Supreme Court-media relation

LAST SUNDAY, I WROTE ON THE CONGRESSIONAL proposals to decriminalize libel and how the Supreme Court has protected media’s freedom of expression in relation to libel. I said that the Court appreciated the difficult plight of journalists when powerful officials use the police and the prosecutory arm of the government to harass and intimidate them.

Criticism without venom. Indeed, the Court winces when media professionals are unnecessarily arrested and handcuffed publicly, fingerprinted and photographed like common criminals, detained until they put up bail, and required to attend protracted hearings before prosecutors and judges who are sometimes rude and inconsiderate. And worse, when they become victims of unexplained disappearances and extra-legal killings.

In turn, media have generally been kind to the Court. Journalists criticize only after a careful review of the relevant facts and after double-checking their sources of information. Many of them realize that, when subjected to unwarranted attacks, the judicial institution may be permanently damaged and judicial integrity hopelessly undermined.

Verily, the judiciary and the media are natural partners. They are bound by the same reasons for being — the search for truth, the protection of the people’s rights and the defense of the basic norms of society. Since both do not have direct access to government resources, or to the police and the military, they rely only on the persuasive power of reason and the core values of organized society.

Live TV coverage. The cordial relation between the judiciary and the media has not ruled out occasional face-offs. One recurring conflict started on Oct. 23, 1991 when the Court issued a resolution prohibiting live radio and television coverage of court proceedings. The controversy was revived 10 years later when then Secretary of Justice Hernando Perez asked for live coverage of the Sandiganbayan trial of former President Joseph Estrada.

By a close 8-6 vote, the Court denied the petition (“Perez vs Estrada,” June 29, 2001). (I voted with the six.) Weighing the conflicting rights to information of the public and the right to a fair trial of the accused, the Court held that “the right of the accused must be preferred.” It explained that live coverage of the prosecution’s evidence would tend to create undue prejudice to Estrada.
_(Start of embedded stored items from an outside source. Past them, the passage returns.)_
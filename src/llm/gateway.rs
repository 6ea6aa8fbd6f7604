//! API gateway: model-key lookup plus the generate and classify calls
//!
//! Every failure is reduced to a `GatewayError` whose `Display` is the
//! text shown to the user, so callers can render it like any reply.

use crate::llm::prompts::build_classification_prompt;
use crate::llm::transport::ChatTransport;
use std::sync::Arc;
use thiserror::Error;
use tracing::{debug, error};

/// Keys offered in the model menu, in display order
pub const MODEL_KEYS: [&str; 2] = ["Express", "Advanced"];

/// Errors from a gateway call
#[derive(Error, Debug, Clone, PartialEq, Eq)]
pub enum GatewayError {
    /// The key is not in the catalog; no request was sent
    #[error("Invalid model selected.")]
    UnknownModel(String),

    /// The request failed in transit or its reply could not be read
    #[error("API call failed: {0}")]
    CallFailed(String),
}

/// Credential bound to a menu key
#[derive(Clone, Debug, PartialEq, Eq)]
pub struct ModelProfile {
    pub key: String,
    pub credential: String,
}

/// Ordered lookup table from menu key to credential
#[derive(Clone, Debug, Default)]
pub struct ModelCatalog {
    profiles: Vec<ModelProfile>,
}

impl ModelCatalog {
    pub fn new() -> Self {
        Self::default()
    }

    /// Every key in `MODEL_KEYS` mapped to the same credential
    pub fn shared(credential: impl Into<String>) -> Self {
        let credential = credential.into();
        MODEL_KEYS
            .iter()
            .fold(Self::new(), |catalog, key| catalog.with_model(*key, credential.clone()))
    }

    /// Add or replace a key
    pub fn with_model(mut self, key: impl Into<String>, credential: impl Into<String>) -> Self {
        let key = key.into();
        let credential = credential.into();
        match self.profiles.iter_mut().find(|p| p.key == key) {
            Some(profile) => profile.credential = credential,
            None => self.profiles.push(ModelProfile { key, credential }),
        }
        self
    }

    pub fn lookup(&self, key: &str) -> Option<&ModelProfile> {
        self.profiles.iter().find(|p| p.key == key)
    }

    /// Keys in menu order
    pub fn keys(&self) -> impl Iterator<Item = &str> {
        self.profiles.iter().map(|p| p.key.as_str())
    }

    /// Keys whose credential is blank
    pub fn missing_credentials(&self) -> Vec<&str> {
        self.profiles
            .iter()
            .filter(|p| p.credential.trim().is_empty())
            .map(|p| p.key.as_str())
            .collect()
    }

    pub fn len(&self) -> usize {
        self.profiles.len()
    }

    pub fn is_empty(&self) -> bool {
        self.profiles.is_empty()
    }
}

/// Issues the generate and classify calls for a model key
#[derive(Clone)]
pub struct Gateway {
    catalog: ModelCatalog,
    transport: Arc<dyn ChatTransport>,
}

impl Gateway {
    pub fn new(catalog: ModelCatalog, transport: Arc<dyn ChatTransport>) -> Self {
        Self { catalog, transport }
    }

    pub fn catalog(&self) -> &ModelCatalog {
        &self.catalog
    }

    /// Ask the model to answer the query
    pub async fn generate(&self, model_key: &str, query: &str) -> Result<String, GatewayError> {
        debug!("Generating with model key {}", model_key);
        self.call(model_key, query).await
    }

    /// Ask the model to re-emit `generated` in the delimiter layout
    pub async fn classify(&self, model_key: &str, generated: &str) -> Result<String, GatewayError> {
        debug!("Classifying {} chars with model key {}", generated.len(), model_key);
        self.call(model_key, &build_classification_prompt(generated))
            .await
    }

    async fn call(&self, model_key: &str, prompt: &str) -> Result<String, GatewayError> {
        let profile = self
            .catalog
            .lookup(model_key)
            .ok_or_else(|| GatewayError::UnknownModel(model_key.to_string()))?;

        // A blank credential is still sent; the endpoint rejects it
        match self.transport.complete(&profile.credential, prompt).await {
            Ok(content) => Ok(content.trim().to_string()),
            Err(e) => {
                error!("Chat completion failed: {}", e);
                Err(GatewayError::CallFailed(e.to_string()))
            }
        }
    }
}
//! Speech capabilities used by the assistant
//!
//! This module provides:
//! - Speech-to-text (STT) behind the `SpeechToText` trait
//! - Text-to-speech (TTS) behind the `TextToSpeech` trait
//!
//! Both are opaque to the rest of the crate. The bundled implementations
//! either shell out to a configured program or do nothing.

pub mod stt;
pub mod tts;

// Re-export commonly used types
pub use stt::{
    interpret_transcript, CommandRecognizer, NoInputRecognized, NoRecognizer, SpeechToText,
    NO_INPUT_SENTINEL,
};
pub use tts::{CommandSpeaker, SilentSpeaker, TextToSpeech};

/// Split a configured command line into program and arguments
pub(crate) fn split_command_line(command_line: &str) -> Option<(String, Vec<String>)> {
    let mut parts = command_line.split_whitespace().map(str::to_string);
    let program = parts.next()?;
    Some((program, parts.collect()))
}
Later, when his turn to present his side came up, Estrada himself asked for live coverage. However, the Court rejected his request. Sauce for the goose is also sauce for the gander. Nonetheless, the Court relaxed the ban on Sep. 11, 2007 when it allowed, under certain conditions, the live coverage of the promulgation of the Sandiganbayan decision. Note, however, that the ban on live coverage of trials was not lifted and continues to be observed in all courts.

SAL controversy. During my press conference as chief justice on Dec. 22, 2005, the reporters asked me to release the Statement of Assets and Liabilities (SAL) of the Supreme Court justices. I replied that I was barred from so doing by two en banc resolutions issued on May 2, 1989 and Sep. 22, 1992, prior to my entry to the Court. If they disagreed with the conditions imposed therein, I advised them to file a formal petition showing why the resolutions should be reversed or modified. To date however, no such petition has, to my knowledge, been filed.

Another media critique of the men and women in robes is found in the December 2007/February 2008 issue of Newsbreak magazine, which featured Chief Justice Reynato S. Puno on its glossy cover and several stories about the judiciary in 28 pages of investigative reporting. The articles ranged from the alleged desire of the Chief Justice to “remake himself” and “win in the court of public opinion” to the alleged “use of political connections and the lack of rigor in the selection process” of new justices. The criticisms still hang, as the Court has not responded to them.

On April 17, 2008, the Newsbreak team reported, this time digitally in abs-cbnnews.com, that Chief Justice Puno was allegedly planning to retire early due to his disappointment with the Court’s 9-6 decision in “Neri vs Senate Committee on Accountability” and “as part of a term-sharing agreement with Senior Justice Leonardo Quisumbing.” CJ Puno promptly issued a denial, stressing he would continue “to discharge (his) duties with independence and fairness” till his mandatory retirement on May 17, 2010.

Face-off on executive privilege. The most serious new face-off is the vehement media reaction against the majority decision in the Neri case on executive privilege. Most newspapers and broadcast networks were appalled by what they perceived as the suppression of truth, and the inexplicable subordination of transparency and accountability to contortive legalism.

Especially abhorred are the baffling reversals of old doctrines without sufficient justifications. Media become agitated when precedents are unexpectedly reversed or modified. Doctrines should be changed only for the best of reasons that are satisfactorily explained.

The judiciary and the media have been great partners in promoting the public weal. Having been a member of the Supreme Court, and now of the media, I trust that these occasional conflicts will not degenerate to a total locking of horns. In fact, it is my hope that these differences will sharpen their cooperation, in the same way that occasional disagreements strengthen the bonds of husbands and wives.